Vous allez me dire : pourquoi tant de violence ? Eh bien parce que le cœur de l’homme est dur et fermé, et qu’il faut bien le briser d’une manière ou d’une autre. Son cœur épaissi par le péché doit être circoncis, coupé, pour être ouvert à la grâce. Pour cela, Dieu emploie les grands moyens. Avant la venue du Christ et de l’Esprit Saint, Dieu veut préparer nos cœurs à l’accueillir. Par l’intermédiaire de Jean qui annonce la conversion, il veut casser la carapace de notre égoïsme, pour que nous puissions l’accueillir et le recevoir.
Dieu seul peut nous délivrer de notre mutisme et de notre enfermement.
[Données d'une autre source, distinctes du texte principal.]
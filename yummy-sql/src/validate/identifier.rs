//! Identifier validation for entity names taken from user input, and
//! quoting for names rendered into SQL.

use std::borrow::Cow;
use std::fmt;

/// Maximum length for SQL identifiers (`PostgreSQL` limit is 63).
const MAX_IDENTIFIER_LENGTH: usize = 63;

/// Error returned when an entity, column or field key fails validation.
#[derive(Debug, Clone, PartialEq, Eq)]
#[non_exhaustive]
pub enum IdentifierError {
    /// The identifier is empty, too long or contains characters outside
    /// `[A-Za-z0-9_]` (or starts with a digit).
    Invalid {
        /// What was being validated (`"entity"`, `"column"`).
        context: &'static str,
        /// The rejected input.
        value: String,
    },
    /// A field key was not of the form `Entity.column`.
    MissingSeparator {
        /// The rejected input.
        value: String,
    },
    /// A field key had nothing after the separator.
    EmptyColumn {
        /// The rejected input.
        value: String,
    },
}

impl IdentifierError {
    pub(crate) fn invalid(context: &'static str, value: &str) -> Self {
        Self::Invalid {
            context,
            value: value.to_string(),
        }
    }
}

impl fmt::Display for IdentifierError {
    fn fmt(&self, f: &mut fmt::Formatter<'_>) -> fmt::Result {
        match self {
            Self::Invalid { context, value } => write!(
                f,
                "invalid {context} name `{value}`: must start with letter/underscore, \
                 contain only ASCII alphanumeric/underscore, and be 1-{MAX_IDENTIFIER_LENGTH} chars"
            ),
            Self::MissingSeparator { value } => {
                write!(f, "field `{value}` is not of the form `Entity.column`")
            },
            Self::EmptyColumn { value } => write!(f, "field `{value}` has an empty column name"),
        }
    }
}

impl std::error::Error for IdentifierError {}

/// Check whether a string is a safe SQL identifier.
///
/// A valid identifier starts with an ASCII letter or underscore, continues
/// with ASCII letters, digits or underscores, and is 1-63 bytes long.
///
/// ```
/// use yummy_sql::is_valid_identifier;
///
/// assert!(is_valid_identifier("order_items"));
/// assert!(is_valid_identifier("_private"));
///
/// assert!(!is_valid_identifier(""));
/// assert!(!is_valid_identifier("1st"));
/// assert!(!is_valid_identifier("status; DROP"));
/// ```
#[inline]
#[must_use]
pub fn is_valid_identifier(s: &str) -> bool {
    if s.is_empty() || s.len() > MAX_IDENTIFIER_LENGTH {
        return false;
    }

    let mut chars = s.chars();
    match chars.next() {
        Some(c) if c.is_ascii_alphabetic() || c == '_' => {},
        _ => return false,
    }

    chars.all(|c| c.is_ascii_alphanumeric() || c == '_')
}

/// Validate an identifier, naming the `context` in the error.
pub(crate) fn check_identifier(s: &str, context: &'static str) -> Result<(), IdentifierError> {
    if is_valid_identifier(s) {
        Ok(())
    } else {
        Err(IdentifierError::invalid(context, s))
    }
}

/// Render a name for SQL: plain identifiers as-is, anything else wrapped in
/// double quotes with embedded quotes doubled.
///
/// Both Postgres and `SQLite` read `"..."` as a quoted identifier.
pub(crate) fn quote_identifier(name: &str) -> Cow<'_, str> {
    if is_valid_identifier(name) {
        Cow::Borrowed(name)
    } else {
        Cow::Owned(format!("\"{}\"", name.replace('"', "\"\"")))
    }
}

#[cfg(test)]
mod tests {
    use super::*;

    #[test]
    fn test_valid_identifiers() {
        assert!(is_valid_identifier("orders"));
        assert!(is_valid_identifier("Orders"));
        assert!(is_valid_identifier("created_at"));
        assert!(is_valid_identifier("_"));
        assert!(is_valid_identifier("Table123"));
    }

    #[test]
    fn test_invalid_identifiers() {
        assert!(!is_valid_identifier(""));
        assert!(!is_valid_identifier("123abc"));
        assert!(!is_valid_identifier("order-items"));
        assert!(!is_valid_identifier("orders.status"));
        assert!(!is_valid_identifier("status "));
        assert!(!is_valid_identifier("status'"));
        assert!(!is_valid_identifier("status--"));
        assert!(!is_valid_identifier("1 OR 1=1"));
        assert!(!is_valid_identifier("stätus"));
    }

    #[test]
    fn test_identifier_length_limit() {
        assert!(is_valid_identifier(&"a".repeat(63)));
        assert!(!is_valid_identifier(&"a".repeat(64)));
    }

    #[test]
    fn test_check_identifier_names_context() {
        let err = check_identifier("bad name", "column").unwrap_err();
        assert_eq!(err, IdentifierError::invalid("column", "bad name"));
        assert!(err.to_string().starts_with("invalid column name `bad name`"));
    }

    #[test]
    fn test_quote_identifier() {
        assert_eq!(quote_identifier("created_at"), "created_at");
        assert_eq!(quote_identifier("order-date"), "\"order-date\"");
        assert_eq!(quote_identifier("prénom"), "\"prénom\"");
        assert_eq!(quote_identifier(&"a".repeat(64)), format!("\"{}\"", "a".repeat(64)));
        assert_eq!(quote_identifier("x\" OR 1=1 --"), "\"x\"\" OR 1=1 --\"");
    }
}
mod query;
//! End-to-end tests: configuration, query parsing, compilation and the
//! pagination sink together.

#![allow(clippy::indexing_slicing)]

use serde_json::json;
use yummy_search::prelude::*;
use yummy_search::yummy_sql::{DropReason, FieldKey};

const SHOP_CONFIG: &str = r#"
model = "Orders"

[rules.allow]
Orders = ["status", "total"]

[rules.deny]
Customers = ["password"]
Invoices = "*"
"#;

fn shop_schema() -> StaticSchema {
    StaticSchema::new()
        .table("Orders", &["id", "status", "total", "secret"])
        .table("Customers", &["name", "password"])
        .table("Invoices", &["number"])
        .table("OrderItems", &["sku"])
        .relation("Orders", RelationKind::BelongsTo, "Customers")
        .relation("Orders", RelationKind::HasOne, "Invoices")
        .relation("Orders", RelationKind::HasMany, "OrderItems")
}

fn shop_search() -> YummySearch<ConditionSet> {
    YummySearch::builder()
        .config(SearchConfig::from_toml_str(SHOP_CONFIG).unwrap())
        .paginator(ConditionSet::new())
        .build()
        .unwrap()
}

const SAMPLE_QUERY: &str = "YummySearch[field][]=Orders.status\
    &YummySearch[field][]=Orders.total\
    &YummySearch[field][]=Orders.secret\
    &YummySearch[operator][]=matching\
    &YummySearch[operator][]=greater_than\
    &YummySearch[operator][]=matching\
    &YummySearch[search][]=paid\
    &YummySearch[search][]=100\
    &YummySearch[search][]=x";

#[test]
fn test_sample_rows_compile_in_order() {
    let mut search = shop_search();
    let outcome = search.search(SAMPLE_QUERY).unwrap();

    let SearchOutcome::Applied { appended, dropped } = outcome else {
        panic!("search should be applied");
    };
    assert_eq!(appended, 2);
    assert_eq!(dropped.len(), 1);
    assert_eq!(dropped[0].index, 2);
    assert_eq!(dropped[0].reason, DropReason::Denied);

    let predicates = search.paginator().predicates();
    assert_eq!(
        predicates,
        &[
            CompiledPredicate::new(
                FieldKey::parse("Orders.status").unwrap(),
                Comparison::Eq,
                "paid"
            ),
            CompiledPredicate::new(
                FieldKey::parse("Orders.total").unwrap(),
                Comparison::Gt,
                "100"
            ),
        ]
    );

    let fragment = search.paginator().to_postgres(1);
    insta::assert_snapshot!(fragment.sql, @"Orders.status = $1 AND Orders.total > $2");
    assert_eq!(fragment.params, ["paid", "100"]);
}

#[test]
fn test_clear_signal_skips_search() {
    let mut search = shop_search();
    let outcome = search
        .search(&format!("{SAMPLE_QUERY}&YummySearch_clear=1"))
        .unwrap();

    assert_eq!(outcome, SearchOutcome::NotPerformed);
    assert!(search.paginator().is_empty());
}

#[test]
fn test_existing_conditions_are_kept() {
    let mut search = shop_search();
    search.paginator_mut().append_conditions(vec![CompiledPredicate::new(
        FieldKey::parse("Orders.id").unwrap(),
        Comparison::Ne,
        "0",
    )]);

    search.search(SAMPLE_QUERY).unwrap();
    let sink = search.into_paginator();
    assert_eq!(sink.len(), 3);
    insta::assert_snapshot!(
        sink.to_sqlite(1).sql,
        @"Orders.id != ?1 AND Orders.status = ?2 AND Orders.total > ?3"
    );
}

#[test]
fn test_repeated_searches_accumulate() {
    let mut search = shop_search();
    search.search(SAMPLE_QUERY).unwrap();
    search.search(SAMPLE_QUERY).unwrap();
    assert_eq!(search.paginator().len(), 4);
}

#[test]
fn test_mismatched_lists_are_malformed() {
    let mut search = shop_search();
    let err = search
        .search("YummySearch[field][]=Orders.status&YummySearch[search][]=paid")
        .unwrap_err();

    assert_eq!(
        err,
        SearchError::MalformedRequest(RequestError::LengthMismatch {
            fields: 1,
            operators: 0,
            searches: 1,
        })
    );
    assert!(search.paginator().is_empty());
}

#[test]
fn test_missing_paginator_is_configuration_error() {
    let err = YummySearch::<ConditionSet>::builder()
        .config(SearchConfig::from_toml_str(SHOP_CONFIG).unwrap())
        .build()
        .unwrap_err();
    assert!(matches!(
        err,
        SearchError::Configuration(ConfigurationError::MissingPaginator)
    ));
}

#[test]
fn test_invalid_model_is_configuration_error() {
    let err = YummySearch::builder()
        .config(SearchConfig::new("orders where 1=1"))
        .paginator(ConditionSet::new())
        .build()
        .unwrap_err();
    assert!(matches!(
        err,
        SearchError::Configuration(ConfigurationError::InvalidModel { .. })
    ));
}

#[test]
fn test_denied_entity_absent_from_catalog() {
    let catalog = shop_search().catalog(&shop_schema()).unwrap();

    assert!(catalog.contains_entity("Orders"));
    assert!(catalog.contains_entity("Customers"));
    assert!(!catalog.contains_entity("Invoices"));
    assert!(!catalog.contains_entity("Order Items"));
}

#[test]
fn test_wholly_denied_primary_absent_from_catalog() {
    let config = SearchConfig::new("Orders")
        .with_rules(AllowDenyConfig::new().deny_all("Orders"));
    let search = YummySearch::builder()
        .config(config)
        .paginator(ConditionSet::new())
        .build()
        .unwrap();

    let catalog = search.catalog(&shop_schema()).unwrap();
    assert!(!catalog.contains_entity("Orders"));
    assert!(catalog.contains_entity("Customers"));
}

#[test]
fn test_unknown_primary_is_schema_error() {
    let search = YummySearch::builder()
        .config(SearchConfig::new("Ghosts"))
        .paginator(ConditionSet::new())
        .build()
        .unwrap();

    let err = search.catalog(&shop_schema()).unwrap_err();
    assert!(matches!(err, SearchError::SchemaLookup(_)));
}

#[test]
fn test_helper_data_json() {
    let search = shop_search();
    let data = search
        .helper_data(
            &shop_schema(),
            "/orders",
            "YummySearch[field][]=Orders.status&YummySearch[operator][]=matching&YummySearch[search][]=paid",
        )
        .unwrap();

    assert_eq!(
        serde_json::to_value(&data).unwrap(),
        json!({
            "base_url": "/orders",
            "rows": [
                {"field": "Orders.status", "operator": "matching", "value": "paid"}
            ],
            "operators": {
                "containing": "Containing",
                "not_containing": "Not Containing",
                "greater_than": "Greater than",
                "less_than": "Less than",
                "matching": "Exact Match",
                "not_matching": "Not Exact Match"
            },
            "models": {
                "Orders": {"Orders.status": "Status", "Orders.total": "Total"},
                "Customers": {"Customers.name": "Name"}
            }
        })
    );

    // Group order survives serialization
    let text = serde_json::to_string(&data.models).unwrap();
    assert!(text.find("\"Orders\"").unwrap() < text.find("\"Customers\"").unwrap());
}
Et cela passe par la louange que nous lui devons, au-delà de la crainte que nous pouvons ressentir.
Comme Zacharie, il nous faut remercier Dieu, le bénir pour tout ce qu’il fait dans nos vies. Oui, « Dieu fait grâce » : c’est la signification même du nom de Jean, qui ouvre notre cœur à la reconnaissance des merveilles de Dieu. Désormais, la langue du muet peut faire entendre des cris de joie, comme dit le prophète Isaïe (35). Chaque matin, il nous faut délier nos lèvres avec Zacharie pour chanter « Béni soit le Seigneur, le Dieu d’Israël ».
Soyons à l’image de Jean, comme une lampe qui prépare l’humanité à recevoir la lumière de la vie qu’est le Christ.